The economic theories and resulting policies discussed in earlier posts (here and here) call for testing. If IP is a means of incentivising innovation, then the innovation and the incentives created by IP should be analysed. Proposed changes to IP policy also merit analysis and, in some cases, require investigation via regulatory impact assessments.
However, how do you measure IP? How do you test whether copyright incentivises creation? What is a trade secret worth? As IP is, by definition, intangible, data analysis is often achieved through proxies. These proxies vary by the type of IP.
Patent data has long been a favourite of economists. It is a data rich source as patents are formally registered, publicly available, and have useful information such as citations. Further, patent data gets tantalisingly close to a proxy for innovation. The number of times a patent is cited, or the number of claims, suggests the innovative value of the patent. It is not without its problems, for example, newer patents will be less cited ("citation lag"). Dietmar Harhoff has done a lot a work in this area, including this presentation at an EPIP workshop (with Karin Hoisl and Colin Webb) which examines European patent citations and the problem of citation lags. Harhoff also investigates European patent examination in this paper with Stefan Wagner.
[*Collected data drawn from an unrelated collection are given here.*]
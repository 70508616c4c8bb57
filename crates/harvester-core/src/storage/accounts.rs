//! CRUD operations for the `accounts` table (Reddit API credentials).

use super::DbPool;
use crate::error::StorageError;
use chrono::{DateTime, Utc};

/// A Reddit API account row, tracking the rolling health signals used by
/// [`crate::account::AccountRegistry`]'s selection policy.
#[derive(Debug, Clone, sqlx::FromRow, serde::Serialize)]
pub struct AccountRecord {
    pub username: String,
    pub client_id: String,
    pub client_secret: String,
    pub refresh_token: Option<String>,
    pub is_active: bool,
    pub health_score: i32,
    pub consecutive_failures: i32,
    pub total_requests: i64,
    pub failed_requests: i64,
    pub rate_limit_hits: i64,
    pub rate_limited_until: Option<DateTime<Utc>>,
    pub cooldown_until: Option<DateTime<Utc>>,
    pub last_used_at: Option<DateTime<Utc>>,
}

impl AccountRecord {
    /// Percentage of requests that succeeded, matching the formula carried
    /// over from the scraper's account manager: `(total - failed) / max(1, total) * 100`.
    pub fn success_rate(&self) -> f64 {
        (self.total_requests - self.failed_requests).max(0) as f64
            / (self.total_requests.max(1)) as f64
            * 100.0
    }

    /// Whether this account is currently usable, /// invariant: active, not mid-cooldown, not mid-rate-limit, and with
    /// a health score that hasn't dropped below the floor.
    pub fn is_available(&self, now: DateTime<Utc>) -> bool {
        const MIN_HEALTH_SCORE: i32 = 10;
        if !self.is_active {
            return false;
        }
        if self.health_score < MIN_HEALTH_SCORE {
            return false;
        }
        if let Some(until) = self.rate_limited_until {
            if until > now {
                return false;
            }
        }
        if let Some(until) = self.cooldown_until {
            if until > now {
                return false;
            }
        }
        true
    }
}

/// Load all accounts, regardless of availability -- callers filter with
/// [`AccountRecord::is_available`].
pub async fn list_all(pool: &DbPool) -> Result<Vec<AccountRecord>, StorageError> {
    sqlx::query_as::<_, AccountRecord>("SELECT * FROM accounts")
        .fetch_all(pool)
        .await
        .map_err(StorageError::from)
}

/// Record a successful request, resetting the failure streak and nudging
/// the health score back up (capped at 100).
pub async fn record_success(pool: &DbPool, username: &str) -> Result<(), StorageError> {
    sqlx::query(
        "UPDATE accounts SET
            total_requests = total_requests + 1,
            consecutive_failures = 0,
            health_score = LEAST(100, health_score + 1),
            last_used_at = now()
         WHERE username = $1",
    )
    .bind(username)
    .execute(pool)
    .await
    .map_err(StorageError::from)?;
    Ok(())
}

/// Record a failed request, incrementing the failure streak and lowering
/// the health score (floored at 0).
pub async fn record_failure(pool: &DbPool, username: &str, penalty: i32) -> Result<(), StorageError> {
    sqlx::query(
        "UPDATE accounts SET
            total_requests = total_requests + 1,
            failed_requests = failed_requests + 1,
            consecutive_failures = consecutive_failures + 1,
            health_score = GREATEST(0, health_score - $2),
            last_used_at = now()
         WHERE username = $1",
    )
    .bind(username)
    .bind(penalty)
    .execute(pool)
    .await
    .map_err(StorageError::from)?;
    Ok(())
}

/// Mark an account rate-limited for `duration_minutes`, matching the
/// account manager's `mark_rate_limited(duration_minutes=60)` default.
pub async fn mark_rate_limited(
    pool: &DbPool,
    username: &str,
    duration_minutes: i64,
) -> Result<(), StorageError> {
    sqlx::query(
        "UPDATE accounts SET
            rate_limit_hits = rate_limit_hits + 1,
            rate_limited_until = now() + make_interval(mins => $2)
         WHERE username = $1",
    )
    .bind(username)
    .bind(duration_minutes as i32)
    .execute(pool)
    .await
    .map_err(StorageError::from)?;
    Ok(())
}

/// Put an account into cooldown for `duration`, used after it exhausts its
/// `max_consecutive_failures` budget.
pub async fn mark_cooldown(
    pool: &DbPool,
    username: &str,
    duration: std::time::Duration,
) -> Result<(), StorageError> {
    let seconds = duration.as_secs() as i64;
    sqlx::query("UPDATE accounts SET cooldown_until = now() + make_interval(secs => $2) WHERE username = $1")
        .bind(username)
        .bind(seconds as i32)
        .execute(pool)
        .await
        .map_err(StorageError::from)?;
    Ok(())
}

#[cfg(test)]
mod tests {
    use super::*;
    use chrono::Duration as ChronoDuration;

    fn account(total: i64, failed: i64) -> AccountRecord {
        AccountRecord {
            username: "bot1".to_string(),
            client_id: "id".to_string(),
            client_secret: "secret".to_string(),
            refresh_token: None,
            is_active: true,
            health_score: 100,
            consecutive_failures: 0,
            total_requests: total,
            failed_requests: failed,
            rate_limit_hits: 0,
            rate_limited_until: None,
            cooldown_until: None,
            last_used_at: None,
        }
    }

    #[test]
    fn success_rate_is_100_with_no_history() {
        assert_eq!(account(0, 0).success_rate(), 100.0);
    }

    #[test]
    fn success_rate_computes_correctly() {
        assert_eq!(account(10, 3).success_rate(), 70.0);
    }

    #[test]
    fn unavailable_while_rate_limited() {
        let mut acct = account(10, 0);
        let now = Utc::now();
        acct.rate_limited_until = Some(now + ChronoDuration::minutes(5));
        assert!(!acct.is_available(now));
    }

    #[test]
    fn available_after_rate_limit_expires() {
        let mut acct = account(10, 0);
        let now = Utc::now();
        acct.rate_limited_until = Some(now - ChronoDuration::minutes(1));
        assert!(acct.is_available(now));
    }

    #[test]
    fn inactive_account_is_never_available() {
        let mut acct = account(10, 0);
        acct.is_active = false;
        assert!(!acct.is_available(Utc::now()));
    }
}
While patent data has its problems, copyright data is even more challenging. Unlike patents, no central source for copyright data exists. In particular, piracy data is problematic. A 2010 U.S. government report addresses this:
“Three widely cited U.S. government estimates of economic losses resulting from counterfeiting cannot be substantiated due to the absence of underlying studies. Generally, the illicit nature of counterfeiting and piracy makes estimating the economic impact of IP infringements extremely difficult, so assumptions must be used to offset the lack of data.”To compound this, much of the relevant data (e.g. royalties stemming from licensing copyright material) is held privately. Policy makers may only have access to conclusions based on privately held data and no ability to verify conclusions. This is problematic given the challenges to economic analysis of copyright data and the contentious nature of copyright debates.
shared detailed stats on his recent Proun game. Unusually, he offered the game as pay-what-you-want and found that only 1.8% of players actually paid. He also discusses his revenue (about $0.09 per game) and estimates a level of piracy at around 41% based on detailed stats.
However, where privately held data is unavailable, researchers may use a variety of public data sources to investigate copyright policy. Ruth Towse uses artists' earnings to analyse copyright and the royalty system of payment. In a UK IPO report, Martin Kretschmer uses sales prices of copying devices to investigate the levy system. Richard Watt details other examples of empirical work in a WIPO paper, which include North American copyright registrations and comparative analysis of book pricing.
Copyright is not alone in its data challenges. Unregistered rights are particularly tricky; for example, the mere existence of a trade secret may not be known. Even registered rights are complicated; economic analysis of trademarks is limited by the lack of economic data in trade mark registrations.
Given these challenges to data, how should researchers proceed? Is evaluating policy based on evidence the way forward? Or, for my question of the week, should governments compel rights holders to share data?